Ex-prisioneiros da ETA exigem a libertação de todos

Várias dezenas de antigos presos pertencentes à ETA pediram hoje, num encontro inédito no País Basco, a "libertação" de todos os outros detidos do grupo separatista, espalhados por cadeias de Espanha e França.

Num texto lido à comunicação social em Durango, no País Basco espanhol, por Kubati, um militante histórico do grupo libertado em novembro, os antigos prisioneiros declararam concordar plenamente às posições expressas a 28 de dezembro pelo EPPK, o coletivo dos presos da ETA.

"Este ano de 2014 deve marcar a mudança na política penitenciária. Temos de acabar com a dispersão (dos detidos). Devemos repatriá-los e libertá-los até ao último deles", afirma o texto.

"Aceitamos todas as nossas responsabilidades pelas consequências do conflito", acrescentaram os antigos prisioneiros, exprimindo o seu "total compromisso" com o "novo panorama político" de rejeição da violência da esquerda independentista basca, hoje a segunda força regional.

Neste encontro estiveram 70 antigos prisioneiros da ETA, a maior parte deles libertados da cadeia desde outubro, depois de uma decisão do Tribunal Europeu dos Direitos do Homem sobre a "doutrina Parot", um sistema de aplicação de penas controverso em vigor em Espanha desde 2006.

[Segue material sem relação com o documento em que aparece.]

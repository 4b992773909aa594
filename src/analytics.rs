// src/analytics.rs
//! # Aggregator
//! Reduces a list of videos into an [`AnalyticsSummary`].
//!
//! Averages are arithmetic means with full precision; rounding is left to
//! whoever renders them.

use crate::error::{AppError, Result};
use crate::keywords::{self, KeywordConfig};
use crate::models::{AnalyticsSummary, Video};

pub const DEFAULT_TOP_KEYWORDS: usize = 10;
const SECS_PER_DAY: f64 = 86_400.0;

#[derive(Debug, Clone)]
pub struct Aggregator {
    keywords: KeywordConfig,
    top_n: usize,
}

impl Default for Aggregator {
    fn default() -> Self {
        Self::new(KeywordConfig::default())
    }
}

impl Aggregator {
    pub fn new(keywords: KeywordConfig) -> Self {
        Self {
            keywords,
            top_n: DEFAULT_TOP_KEYWORDS,
        }
    }

    pub fn with_top_n(mut self, top_n: usize) -> Self {
        self.top_n = top_n;
        self
    }

    /// Summarize `videos`. Fails with [`AppError::EmptyInput`] on an empty slice.
    pub fn aggregate(&self, videos: &[Video]) -> Result<AnalyticsSummary> {
        if videos.is_empty() {
            return Err(AppError::EmptyInput);
        }
        let n = videos.len() as f64;

        // f64 sums: u64 totals overflow on large counters.
        let mean =
            |field: fn(&Video) -> u64| videos.iter().map(|v| field(v) as f64).sum::<f64>() / n;

        let titles: Vec<&str> = videos.iter().map(|v| v.title.as_str()).collect();

        Ok(AnalyticsSummary {
            average_views: mean(|v| v.views),
            average_likes: mean(|v| v.like_count),
            average_duration_seconds: mean(|v| v.duration),
            average_engagement_ratio: engagement_ratio(videos),
            average_upload_frequency_days: upload_frequency_days(videos),
            top_keywords: keywords::extract(&titles, self.top_n, &self.keywords),
        })
    }
}

/// Mean of likes/views over videos that have views; zero-view videos do not count.
fn engagement_ratio(videos: &[Video]) -> f64 {
    let (sum, n) = videos
        .iter()
        .filter(|v| v.views > 0)
        .fold((0.0f64, 0usize), |(s, n), v| {
            (s + v.like_count as f64 / v.views as f64, n + 1)
        });
    if n > 0 {
        sum / n as f64
    } else {
        0.0
    }
}

/// Mean gap in days between consecutive publish timestamps.
/// `None` unless at least two distinct timestamps exist.
fn upload_frequency_days(videos: &[Video]) -> Option<f64> {
    let mut ts: Vec<i64> = videos
        .iter()
        .filter_map(|v| v.published.map(|d| d.timestamp()))
        .collect();
    ts.sort_unstable();

    let (first, last) = (*ts.first()?, *ts.last()?);
    if first == last {
        return None;
    }

    let gaps: Vec<f64> = ts
        .windows(2)
        .map(|w| (w[1] - w[0]) as f64 / SECS_PER_DAY)
        .collect();
    Some(gaps.iter().sum::<f64>() / gaps.len() as f64)
}
// src/error.rs
//! Error taxonomy shared by the aggregator, stores, fetcher and job controller.

use axum::{
    http::StatusCode,
    response::{IntoResponse, Response},
    Json,
};
use thiserror::Error;

#[derive(Debug, Error, Clone, PartialEq, Eq)]
pub enum AppError {
    /// Aggregation requested over zero videos.
    #[error("no videos to analyze")]
    EmptyInput,

    /// The video fetcher could not retrieve the catalog (network, rate limit, bad channel).
    #[error("fetch failed: {0}")]
    FetchFailure(String),

    /// Persistence was unavailable or returned garbage.
    #[error("store failed: {0}")]
    StoreFailure(String),

    /// No saved analytics for the given channel key.
    #[error("no analytics found for {0}")]
    NotFound(String),

    /// Request body was structurally valid JSON but unusable (e.g. blank URL).
    #[error("invalid input: {0}")]
    InvalidInput(String),

    #[error("cancelled")]
    Cancelled,
}

pub type Result<T> = std::result::Result<T, AppError>;

impl AppError {
    pub fn status_code(&self) -> StatusCode {
        match self {
            AppError::EmptyInput => StatusCode::UNPROCESSABLE_ENTITY,
            AppError::InvalidInput(_) => StatusCode::BAD_REQUEST,
            AppError::NotFound(_) => StatusCode::NOT_FOUND,
            AppError::FetchFailure(_) => StatusCode::BAD_GATEWAY,
            AppError::StoreFailure(_) | AppError::Cancelled => StatusCode::INTERNAL_SERVER_ERROR,
        }
    }
}

impl From<std::io::Error> for AppError {
    fn from(e: std::io::Error) -> Self {
        AppError::StoreFailure(e.to_string())
    }
}

impl From<serde_json::Error> for AppError {
    fn from(e: serde_json::Error) -> Self {
        AppError::StoreFailure(e.to_string())
    }
}

impl IntoResponse for AppError {
    fn into_response(self) -> Response {
        let msg = match &self {
            // Keep the UI-facing wording the frontend already checks for.
            AppError::NotFound(_) => "No analytics found".to_string(),
            other => other.to_string(),
        };
        (
            self.status_code(),
            Json(serde_json::json!({ "error": msg })),
        )
            .into_response()
    }
}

Entre eles esteve "Kubati", José Antonio Lopez Ruiz, preso em 1987 e condenado a 1210 anos de prisão.

"Nós somos um grande número de pessoas que foram libertadas ao mesmo tempo, mas o número dos nossos companheiros presos em prisões espanholas e francesas é ainda maior e é urgente resolver este problema", refere o mesmo texto.